A Ruthenium Protic N-Heterocyclic Carbene Complex as a Precatalyst for the Efficient Transfer Hydrogenation of Aryl Ketones

Abstract

A neutral azole precursor to a protic N-heterocyclic carbene (pNHC) ligand, 6-((4,5-diphenyl-1H-imidazol-1-yl)methyl)-2,2′-bipyridine (3), was prepared from 6-(bromomethyl)-2,2′-bipyridine (2) and 4,5-diphenylimidazole. Complex [RuCl(pNHC-bpy)(PPh3)2](PF6) (4) bearing a protic, bipyridine-tethered NHC ligand was prepared by refluxing 3 with RuCl2(PPh3)3 and KPF6 in methanol and was characterized by nuclear magnetic resonance (NMR) spectroscopy, mass spectrometry, elemental analysis, and a single-crystal X-ray diffraction study. The hydrido complex [RuH(pNHC-bpy)(PPh3)2](PF6) (5) was prepared by reaction of 4 with NaBH4 in ethanol and characterized by NMR and Fourier transform infrared spectroscopy. Complex 5 was used as the catalyst (0.1 mol % loading) in the transfer hydrogenation of a range of alkyl/aryl ketones in basic iso-propanol at 60 °C. Bulky alkyl groups or ortho-substituted aryl groups at the ketones slowed down or inhibited the catalytic transformation.
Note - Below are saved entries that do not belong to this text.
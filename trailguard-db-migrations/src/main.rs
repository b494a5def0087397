use sea_orm_migration::prelude::*;
use trailguard_db_migrations::Migrator;

#[tokio::main]
async fn main() {
    cli::run_cli(Migrator).await;
}
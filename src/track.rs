use std::path::{Path, PathBuf};
use std::time::Duration;

/// Highest star rating a track can carry.
pub const MAX_RATING: u8 = 5;

/// Anything the queue can hold: cloneable, identified by a stable key.
pub trait Playable: Clone {
    type Key: PartialEq + std::fmt::Debug;

    fn key(&self) -> &Self::Key;
    fn length(&self) -> Duration;
    fn set_rating(&mut self, rating: u8);
}

/// Catalog track, identified by its file path.
#[derive(Debug, Clone, PartialEq)]
pub struct Track {
    pub path: PathBuf,
    pub title: String,
    pub rating: u8,
    /// Zero when unknown.
    pub length: Duration,
}

impl Track {
    pub fn from_path(path: impl Into<PathBuf>) -> Track {
        let path = path.into();
        let title = title_from_path(&path);
        Track {
            path,
            title,
            rating: 0,
            length: Duration::ZERO,
        }
    }
}

fn title_from_path(path: &Path) -> String {
    path.file_stem()
        .or_else(|| path.file_name())
        .map(|stem| stem.to_string_lossy().to_string())
        .unwrap_or_else(|| path.display().to_string())
}

impl Playable for Track {
    type Key = PathBuf;

    fn key(&self) -> &PathBuf {
        &self.path
    }

    fn length(&self) -> Duration {
        self.length
    }

    fn set_rating(&mut self, rating: u8) {
        self.rating = rating.min(MAX_RATING);
    }
}

/// Formats a duration as `m:ss`, or `h:mm:ss` past one hour.
pub fn format_length(length: Duration) -> String {
    let total_secs = length.as_secs();
    let hours = total_secs / 3600;
    let minutes = (total_secs % 3600) / 60;
    let seconds = total_secs % 60;
    if hours > 0 {
        format!("{}:{:02}:{:02}", hours, minutes, seconds)
    } else {
        format!("{}:{:02}", minutes, seconds)
    }
}
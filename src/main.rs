mod config;
mod config_persistence;
mod console;
mod media_file_discovery;
mod protocol;
mod queue;
mod queue_manager;
mod track;

use std::{
    io::BufRead,
    path::{Path, PathBuf},
    thread,
};

use config::Config;
use console::ConsoleCommand;
use log::{debug, error, info, warn};
use protocol::{ConfigMessage, Message, QueueMessage};
use queue::PlaybackQueue;
use queue_manager::QueueManager;
use tokio::sync::broadcast::{self, Receiver};

fn config_file_path() -> Result<PathBuf, Box<dyn std::error::Error>> {
    let config_dir = dirs::config_dir().ok_or("could not determine the user config directory")?;
    Ok(config_dir.join("playqueue").join("config.toml"))
}

fn remember_playback_modes(
    config: &mut Config,
    config_file: &Path,
    shuffled: bool,
    repeat_mode: protocol::RepeatMode,
) {
    if config.playback.shuffle == shuffled && config.playback.repeat_mode == repeat_mode {
        return;
    }
    config.playback.shuffle = shuffled;
    config.playback.repeat_mode = repeat_mode;
    config_persistence::persist_config_file(config, config_file);
}

/// Prints queue notifications and keeps persisted playback modes in sync.
fn run_display(
    mut bus_consumer: Receiver<Message>,
    mut config: Config,
    config_file: PathBuf,
) {
    loop {
        match bus_consumer.blocking_recv() {
            Ok(Message::Queue(QueueMessage::QueueChanged(snapshot))) => {
                println!("{}", console::format_snapshot(&snapshot));
            }
            Ok(Message::Queue(QueueMessage::PlayingTrackChanged(entry))) => {
                println!("{}", console::format_playing(entry.as_ref()));
            }
            Ok(Message::Queue(QueueMessage::PlaybackModesChanged {
                shuffled,
                repeat_mode,
            })) => {
                println!("{}", console::format_modes(shuffled, repeat_mode));
                remember_playback_modes(&mut config, &config_file, shuffled, repeat_mode);
            }
            Ok(Message::Queue(QueueMessage::QueueEnded)) => {
                println!("End of queue");
            }
            Ok(Message::Queue(QueueMessage::TrackNotInQueue(target))) => {
                println!("Track not found in queue: {:?}", target);
            }
            Ok(Message::Queue(QueueMessage::Shutdown)) => break,
            Ok(_) => {}
            Err(broadcast::error::RecvError::Lagged(skipped)) => {
                warn!("Display lagged on bus, skipped {} message(s)", skipped);
            }
            Err(broadcast::error::RecvError::Closed) => break,
        }
    }
}

fn main() -> Result<(), Box<dyn std::error::Error>> {
    let mut clog = colog::default_builder();
    clog.filter(None, log::LevelFilter::Info);
    clog.init();

    std::panic::set_hook(Box::new(|panic_info| {
        let current_thread = std::thread::current();
        let thread_name = current_thread.name().unwrap_or("unnamed");
        log::error!("panic in thread '{}': {}", thread_name, panic_info);
    }));

    let config_file = config_file_path()?;
    if let Err(err) = config_persistence::ensure_config_file(&config_file) {
        warn!("{}", err);
    }
    let config = config_persistence::load_config_file(&config_file);
    debug!("Loaded config: {:?}", config);

    // Bus for communication between components
    let (bus_sender, _) = broadcast::channel(1024);

    let manager_receiver = bus_sender.subscribe();
    let manager_sender = bus_sender.clone();
    let manager_thread = thread::Builder::new()
        .name("queue-manager".to_string())
        .spawn(move || {
            let mut manager =
                QueueManager::new(PlaybackQueue::new(), manager_receiver, manager_sender);
            manager.run();
        })?;

    let display_receiver = bus_sender.subscribe();
    let display_config = config.clone();
    let display_thread = thread::Builder::new()
        .name("display".to_string())
        .spawn(move || run_display(display_receiver, display_config, config_file))?;

    let _ = bus_sender.send(Message::Config(ConfigMessage::ConfigLoaded(config.clone())));

    let command_line_sources: Vec<PathBuf> = std::env::args_os().skip(1).map(PathBuf::from).collect();
    let startup_tracks = if !command_line_sources.is_empty() {
        media_file_discovery::tracks_from_paths(&command_line_sources)
    } else if config.library.queue_on_startup {
        media_file_discovery::scan_library_folders(&config.library.folders)
    } else {
        Vec::new()
    };
    if !startup_tracks.is_empty() {
        info!("Queueing {} track(s) from library", startup_tracks.len());
        let _ = bus_sender.send(Message::Queue(QueueMessage::SetQueue(startup_tracks)));
    }

    println!("{}", console::HELP_TEXT);
    let stdin = std::io::stdin();
    for line in stdin.lock().lines() {
        let line = match line {
            Ok(line) => line,
            Err(err) => {
                error!("Failed to read from stdin: {}", err);
                break;
            }
        };
        match console::parse_command(&line) {
            Ok(ConsoleCommand::Send(message)) => {
                if bus_sender.send(message).is_err() {
                    error!("Bus has no listeners; stopping");
                    break;
                }
            }
            Ok(ConsoleCommand::Help) => println!("{}", console::HELP_TEXT),
            Ok(ConsoleCommand::Quit) => break,
            Ok(ConsoleCommand::Empty) => {}
            Err(err) => println!("{}", err),
        }
    }

    let _ = bus_sender.send(Message::Queue(QueueMessage::Shutdown));
    if manager_thread.join().is_err() {
        error!("Queue manager thread panicked");
    }
    if display_thread.join().is_err() {
        error!("Display thread panicked");
    }
    info!("Bye");
    Ok(())
}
The addition of an excess of triphenylphosphine also slowed the catalysis, providing an indication for a mechanism involving phosphine dissociation, while the addition of an excess of elemental mercury had only a small effect on the conversion. The importance of potassium cations in the mechanism is consistent with the observation of reduced catalytic conversion when [2,2,2]-cryptand was present or when 1,8-diazabicyclo[5.4.0]undec-7-ene was used as the base. A plausible homogeneous catalysis mechanism involving the innersphere addition of hydride to the substrate in the transition state TS1 is supported by density functional theory calculations where the potassium ion has replaced the hydrogen atom of the N–H group in a protic NHC.